I would like to take this opportunity to thank the National Telecommunication Regulatory Authority of Egypt for being a wonderful host, as well as our partners and faculty members for helping MEAC-SIG 2018 become another success. We look forward to bringing the school to other parts of the Middle East.

Engaging with the New Generation of Cyber Fighters

During the third week of August, I visited São Paulo, Brazil, and Asunción, Paraguay, with the goal of engaging with the community and local law enforcement organizations. We were looking to increase awareness regarding domain name system (DNS) abuse, providing training to police cyber units, explaining what ICANN is, and inviting them to join the ICANN policy development process on the matters that are relevant to them (from a security, stability and resiliency perspective, given my team's focus areas). We do these activities all year round and in all the regions of the world.

The engagement exercises during that week were particularly positive. We provided training to different authorities, made recommendations to the private sector on security improvements regarding the operation of their domains, and explained how to mitigate threats via domain name resolution. All my presentations were very well received and attendees expressed a high level of interest.

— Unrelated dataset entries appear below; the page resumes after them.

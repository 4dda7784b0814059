//! Label — a per-account tag that memos can be associated with.

use chrono::{DateTime, Utc};
use serde::{Deserialize, Serialize};
use uuid::Uuid;

/// Colour assigned when the caller does not pick one.
pub const DEFAULT_LABEL_COLOR: &str = "#9ca3af";

/// The fixed label set seeded for every new account, in seed order.
/// All seeded labels are system records.
pub const DEFAULT_LABELS: [(&str, &str); 10] = [
  ("Personal", "#3b82f6"),
  ("Work", "#8b5cf6"),
  ("Important", "#ef4444"),
  ("Ideas", "#f59e0b"),
  ("Tasks", "#10b981"),
  ("Finance", "#14b8a6"),
  ("Health", "#ec4899"),
  ("Travel", "#06b6d4"),
  ("Shopping", "#84cc16"),
  ("Archive", "#6b7280"),
];

/// A named, coloured tag owned by one account.
///
/// Name uniqueness per owner is a soft invariant: the store only offers a
/// case-insensitive lookup helper, it never rejects a duplicate row.
#[derive(Debug, Clone, PartialEq, Serialize, Deserialize)]
pub struct Label {
  pub id:          Uuid,
  pub user_id:     Uuid,
  pub name:        String,
  pub description: Option<String>,
  pub color:       String,
  pub is_system:   bool,
  pub created_at:  DateTime<Utc>,
  pub updated_at:  DateTime<Utc>,
}

impl Label {
  /// Build a fresh label with a time-ordered id and both timestamps stamped
  /// to now. A missing colour falls back to [`DEFAULT_LABEL_COLOR`].
  pub fn new(input: NewLabel) -> Self {
    let now = Utc::now();
    Self {
      id: Uuid::now_v7(),
      user_id: input.user_id,
      name: input.name,
      description: input.description,
      color: input.color.unwrap_or_else(|| DEFAULT_LABEL_COLOR.to_owned()),
      is_system: false,
      created_at: now,
      updated_at: now,
    }
  }
}

/// Caller-supplied fields for label creation.
#[derive(Debug, Clone, Default)]
pub struct NewLabel {
  pub user_id:     Uuid,
  pub name:        String,
  pub description: Option<String>,
  pub color:       Option<String>,
}
//! Error type for `daybook-store-sqlite`.
//!
//! Storage failures are surfaced wrapped, never swallowed. This crate never
//! raises "not found" / "duplicate" / "protected" conditions — those are
//! service-layer inferences built from repository return values.

use thiserror::Error;

#[derive(Debug, Error)]
pub enum Error {
  #[error("database error: {0}")]
  Database(#[from] tokio_rusqlite::Error),

  #[error("json error: {0}")]
  Json(#[from] serde_json::Error),

  /// A stored identifier column did not parse as a UUID.
  #[error("malformed identifier: {0}")]
  MalformedIdentifier(#[from] uuid::Error),

  /// A stored timestamp or date column did not parse.
  #[error("malformed timestamp: {0}")]
  MalformedTimestamp(String),

  /// A stored enum column held a spelling this version does not know.
  #[error("unrecognised column value: {0:?}")]
  UnknownVariant(String),
}

pub type Result<T, E = Error> = std::result::Result<T, E>;
//! Core types and repository contracts for the Daybook record store.
//!
//! This crate is deliberately free of HTTP and database dependencies.
//! All other crates depend on it; it depends on nothing proprietary.

// We intentionally use native `async fn` in traits (stabilised in Rust 1.75).
// Suppress the advisory lint about `Send` bounds on the returned futures.
#![allow(async_fn_in_trait)]

pub mod account;
pub mod contact;
pub mod label;
pub mod memo;
pub mod store;

pub use account::{Account, NewAccount, Role, SYSTEM_USERNAME};
pub use contact::{
  AddressKind, Contact, ContactAddress, EmailAddress, EmailKind, NewContact,
  NewContactAddress, NewEmailAddress, NewPhoneNumber, PhoneKind, PhoneNumber,
};
pub use label::{DEFAULT_LABEL_COLOR, DEFAULT_LABELS, Label, NewLabel};
pub use memo::{Memo, NewMemo};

One group in particular deserves a special mention: the 129 last-year cadets from the National Police Academy of Paraguay that attended one of our sessions in Asunción. These young and vibrant cadets ranged in age from 21 to 23 years of age. While some knew more than others about cyber-investigations, others were completely new to these topics.

At first, the cadets seated in the front rows were the most engaged of the group, paying attention and asking great questions. While some of those seated in the back didn't seem particularly engaged at the beginning, their interest grew as the discussions progressed. They quickly started to realize how interesting these topics actually are, how they will impact the work they do, and how their own personal lives can also be affected by different forms of DNS abuse.

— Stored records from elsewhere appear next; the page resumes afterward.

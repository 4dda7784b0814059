//! Memo service — pass-through plus stamping, and the label-association
//! operations.

use chrono::Utc;
use daybook_core::{
  memo::{Memo, NewMemo},
  store::MemoRepository,
};
use uuid::Uuid;

use crate::{Error, Result};

pub struct MemoService<S> {
  store: S,
}

impl<S> MemoService<S>
where
  S: MemoRepository,
{
  pub fn new(store: S) -> Self { Self { store } }

  pub async fn create(&self, input: NewMemo) -> Result<Memo> {
    let memo = Memo::new(input);
    self
      .store
      .add_memo(memo.clone())
      .await
      .map_err(Error::storage)?;
    Ok(memo)
  }

  pub async fn get(&self, id: Uuid) -> Result<Memo> {
    self
      .store
      .get_memo(id)
      .await
      .map_err(Error::storage)?
      .ok_or(Error::NotFound(id))
  }

  pub async fn list(&self) -> Result<Vec<Memo>> {
    self.store.list_memos().await.map_err(Error::storage)
  }

  pub async fn list_for_user(&self, user_id: Uuid) -> Result<Vec<Memo>> {
    self
      .store
      .memos_for_user(user_id)
      .await
      .map_err(Error::storage)
  }

  pub async fn update(&self, mut memo: Memo) -> Result<Memo> {
    memo.updated_at = Utc::now();
    self
      .store
      .update_memo(memo.clone())
      .await
      .map_err(Error::storage)?;
    Ok(memo)
  }

  pub async fn delete(&self, id: Uuid) -> Result<()> {
    self.store.delete_memo(id).await.map_err(Error::storage)
  }

  /// Idempotent: attaching an already-attached pair is a no-op.
  pub async fn attach_label(&self, memo_id: Uuid, label_id: Uuid) -> Result<()> {
    self
      .store
      .attach_label(memo_id, label_id)
      .await
      .map_err(Error::storage)
  }

  /// Detaching a pair that does not exist is a no-op.
  pub async fn detach_label(&self, memo_id: Uuid, label_id: Uuid) -> Result<()> {
    self
      .store
      .detach_label(memo_id, label_id)
      .await
      .map_err(Error::storage)
  }
}
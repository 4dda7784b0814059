//! Repository contracts, one trait per aggregate root.
//!
//! The traits are implemented by storage backends (e.g.
//! `daybook-store-sqlite`). Service and presentation layers depend on these
//! abstractions, not on any concrete backend.
//!
//! Repositories stay deliberately dumb: an update or delete whose predicate
//! matches zero rows (missing record, or a system record shielded by the
//! embedded `is_system` guard) is "no effect", not an error. Turning that
//! into a typed failure is the service layer's job.
//!
//! All methods return `Send` futures so the traits can be used in
//! multi-threaded async runtimes.

use std::future::Future;

use uuid::Uuid;

use crate::{account::Account, contact::Contact, label::Label, memo::Memo};

// ─── Accounts ────────────────────────────────────────────────────────────────

pub trait AccountRepository: Send + Sync {
  type Error: std::error::Error + Send + Sync + 'static;

  /// Retrieve an account by id. Returns `None` if not found.
  fn get_account(
    &self,
    id: Uuid,
  ) -> impl Future<Output = Result<Option<Account>, Self::Error>> + Send + '_;

  /// List all accounts, ordered by username, case-insensitive ascending.
  fn list_accounts(
    &self,
  ) -> impl Future<Output = Result<Vec<Account>, Self::Error>> + Send + '_;

  /// Persist a fully-built account. The id must be assigned by the caller.
  fn add_account(
    &self,
    account: Account,
  ) -> impl Future<Output = Result<(), Self::Error>> + Send + '_;

  /// Rewrite every mutable column of the account row. The write predicate
  /// embeds `is_system = 0`; zero matched rows means no effect.
  fn update_account(
    &self,
    account: Account,
  ) -> impl Future<Output = Result<(), Self::Error>> + Send + '_;

  /// Delete the account row (same embedded guard as update). Labels, memos
  /// and contacts owned by it are removed by cascade.
  fn delete_account(
    &self,
    id: Uuid,
  ) -> impl Future<Output = Result<(), Self::Error>> + Send + '_;

  /// Case-insensitive uniqueness probe, read-only.
  fn username_exists<'a>(
    &'a self,
    username: &'a str,
  ) -> impl Future<Output = Result<bool, Self::Error>> + Send + 'a;

  /// Case-insensitive uniqueness probe, read-only.
  fn email_exists<'a>(
    &'a self,
    email: &'a str,
  ) -> impl Future<Output = Result<bool, Self::Error>> + Send + 'a;
}

// ─── Labels ──────────────────────────────────────────────────────────────────

pub trait LabelRepository: Send + Sync {
  type Error: std::error::Error + Send + Sync + 'static;

  fn get_label(
    &self,
    id: Uuid,
  ) -> impl Future<Output = Result<Option<Label>, Self::Error>> + Send + '_;

  /// List all labels, ordered by name, case-insensitive ascending.
  fn list_labels(
    &self,
  ) -> impl Future<Output = Result<Vec<Label>, Self::Error>> + Send + '_;

  /// Labels owned by one account, same ordering as [`list_labels`].
  ///
  /// [`list_labels`]: LabelRepository::list_labels
  fn labels_for_user(
    &self,
    user_id: Uuid,
  ) -> impl Future<Output = Result<Vec<Label>, Self::Error>> + Send + '_;

  fn add_label(
    &self,
    label: Label,
  ) -> impl Future<Output = Result<(), Self::Error>> + Send + '_;

  fn update_label(
    &self,
    label: Label,
  ) -> impl Future<Output = Result<(), Self::Error>> + Send + '_;

  /// Delete the label row. Junction rows pointing at it are removed by
  /// cascade — no association may survive the label.
  fn delete_label(
    &self,
    id: Uuid,
  ) -> impl Future<Output = Result<(), Self::Error>> + Send + '_;

  /// Case-insensitive per-owner lookup. This helper is the only enforcement
  /// point for label-name uniqueness: callers that need the guarantee must
  /// check here before creating.
  fn label_by_name<'a>(
    &'a self,
    user_id: Uuid,
    name: &'a str,
  ) -> impl Future<Output = Result<Option<Label>, Self::Error>> + Send + 'a;

  /// Insert the default label set for an account, all marked system.
  /// Idempotent per user: skipped entirely (returns `false`) when the user
  /// already owns any label.
  fn seed_default_labels(
    &self,
    user_id: Uuid,
  ) -> impl Future<Output = Result<bool, Self::Error>> + Send + '_;
}

// ─── Memos ───────────────────────────────────────────────────────────────────

pub trait MemoRepository: Send + Sync {
  type Error: std::error::Error + Send + Sync + 'static;

  /// Retrieve a memo with its label list materialised through the junction
  /// table, ordered by label name.
  fn get_memo(
    &self,
    id: Uuid,
  ) -> impl Future<Output = Result<Option<Memo>, Self::Error>> + Send + '_;

  /// List all memos, most recently updated first.
  fn list_memos(
    &self,
  ) -> impl Future<Output = Result<Vec<Memo>, Self::Error>> + Send + '_;

  /// Memos owned by one account, most recently updated first.
  fn memos_for_user(
    &self,
    user_id: Uuid,
  ) -> impl Future<Output = Result<Vec<Memo>, Self::Error>> + Send + '_;

  /// Persist the memo row. The derived label list is ignored on write.
  fn add_memo(
    &self,
    memo: Memo,
  ) -> impl Future<Output = Result<(), Self::Error>> + Send + '_;

  fn update_memo(
    &self,
    memo: Memo,
  ) -> impl Future<Output = Result<(), Self::Error>> + Send + '_;

  fn delete_memo(
    &self,
    id: Uuid,
  ) -> impl Future<Output = Result<(), Self::Error>> + Send + '_;

  /// Associate a label with a memo. Attaching an already-attached pair is a
  /// no-op, not an error.
  fn attach_label(
    &self,
    memo_id: Uuid,
    label_id: Uuid,
  ) -> impl Future<Output = Result<(), Self::Error>> + Send + '_;

  /// Remove an association by composite key. Detaching a pair that does not
  /// exist is a no-op, not an error.
  fn detach_label(
    &self,
    memo_id: Uuid,
    label_id: Uuid,
  ) -> impl Future<Output = Result<(), Self::Error>> + Send + '_;
}

// ─── Contacts ────────────────────────────────────────────────────────────────

pub trait ContactRepository: Send + Sync {
  type Error: std::error::Error + Send + Sync + 'static;

  /// Retrieve a contact: one query for the root row, then one per child
  /// table.
  fn get_contact(
    &self,
    id: Uuid,
  ) -> impl Future<Output = Result<Option<Contact>, Self::Error>> + Send + '_;

  /// List all contacts, ordered by name ascending. The child fan-out runs
  /// per returned root.
  fn list_contacts(
    &self,
  ) -> impl Future<Output = Result<Vec<Contact>, Self::Error>> + Send + '_;

  /// Contacts owned by one account, ordered by name ascending.
  fn contacts_for_owner(
    &self,
    owner_user_id: Uuid,
  ) -> impl Future<Output = Result<Vec<Contact>, Self::Error>> + Send + '_;

  /// Insert the root row, then one insert per child. The statements are
  /// independent — there is no wrapping transaction.
  fn add_contact(
    &self,
    contact: Contact,
  ) -> impl Future<Output = Result<(), Self::Error>> + Send + '_;

  /// Guarded root update; when the root row was touched, every child table
  /// is cleared and re-inserted from the aggregate. Zero matched root rows
  /// means no effect and the children are left alone.
  fn update_contact(
    &self,
    contact: Contact,
  ) -> impl Future<Output = Result<(), Self::Error>> + Send + '_;

  /// Delete the root row; children are removed by cascade.
  fn delete_contact(
    &self,
    id: Uuid,
  ) -> impl Future<Output = Result<(), Self::Error>> + Send + '_;
}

It was amazing to see them realize how important the DNS is, for both good and evil, and how they can use it, in ways they never suspected, to protect users and infrastructure from malicious actors.

It's not that often that we get to interact with the next generation of cybercrime fighters. And when we do, it's rare that they demonstrate this level of commitment, interest, and desire to start investigating. My hat is off to them.

When I returned home I realized that we, the older generations, are responsible for guiding the new generation of cybercrime fighters with our example and help them achieve their best. We can guide them in distinguishing between right and wrong and teach them to opt for what is right. We need to share what we have learned throughout the years. We need them to be better than we are.

ICANN´s regional strategy for Latin America and the Caribbean travels to Montevideo

Speakers at the outreach track of the South America LAC-i-Roadshow, which was held in Montevideo, Uruguay.

For a little over four years, I've been involved in supporting the LAC-i-Roadshow as the Latin American and Caribbean Communications Manager. The LAC-i-Roadshow, a project created as part of the Latin America and the Caribbean Strategy [PDF, 212 KB], travels across the region to outreach to regional stakeholders on key topics related to the domain name system (DNS).

Having been involved since the creation of the first meeting logo, the distribution of the first press release, and the printing of first roll-up banner, I have been able to witness 18 successful editions held in cities across the Andean Region, Mexico, Central America, the Caribbean, and South America. This year, Uruguay hosted our South American LAC-i-Roashow on 16 August 2018. As a Uruguayan, I was proud and excited to see that the LAC Internet community gather in Montevideo.

Montevideo, home to one of ICANN's regional offices, played host to more than 40 participants. The roadshow had a packed agenda, with three separate tracks: outreach, technical, and business. Session topics ranged from the security, stability, and resiliency of the DNS and the root zone Key Signing Key (KSK) Rollover to Universal Acceptance and the new generic top-level domain (gTLD) program. The roadshow also offered a comprehensive overview of key issues being discussed within both the ICANN community and the wider Internet Ecosystem.

This edition was particularly interesting, because hosting the roadshow in Uruguay gave us an opportunity to bring together local community members from ICANN's various constituencies and programs, including the Governmental Supporting Organization (GAC), Generic Names Supporting Organization (GNSO), Address Supporting Organization (ASO), Country Code Names Supporting Organization (ccNSO), At-Large Advisory Committee (ALAC), Security and Stability Advisory Committee (SSAC), and Fellowship and NextGen programs. During the outreach track, each member gave an overview of their work, objectives, and current activities. Having someone from each one of these groups in attendance was a unique chance to demonstrate how involved the Uruguayan community is in the Internet governance ecosystem. It was a great reminder that Uruguay, and the rest of the LAC region, has quite a lot to offer to global Internet discussions.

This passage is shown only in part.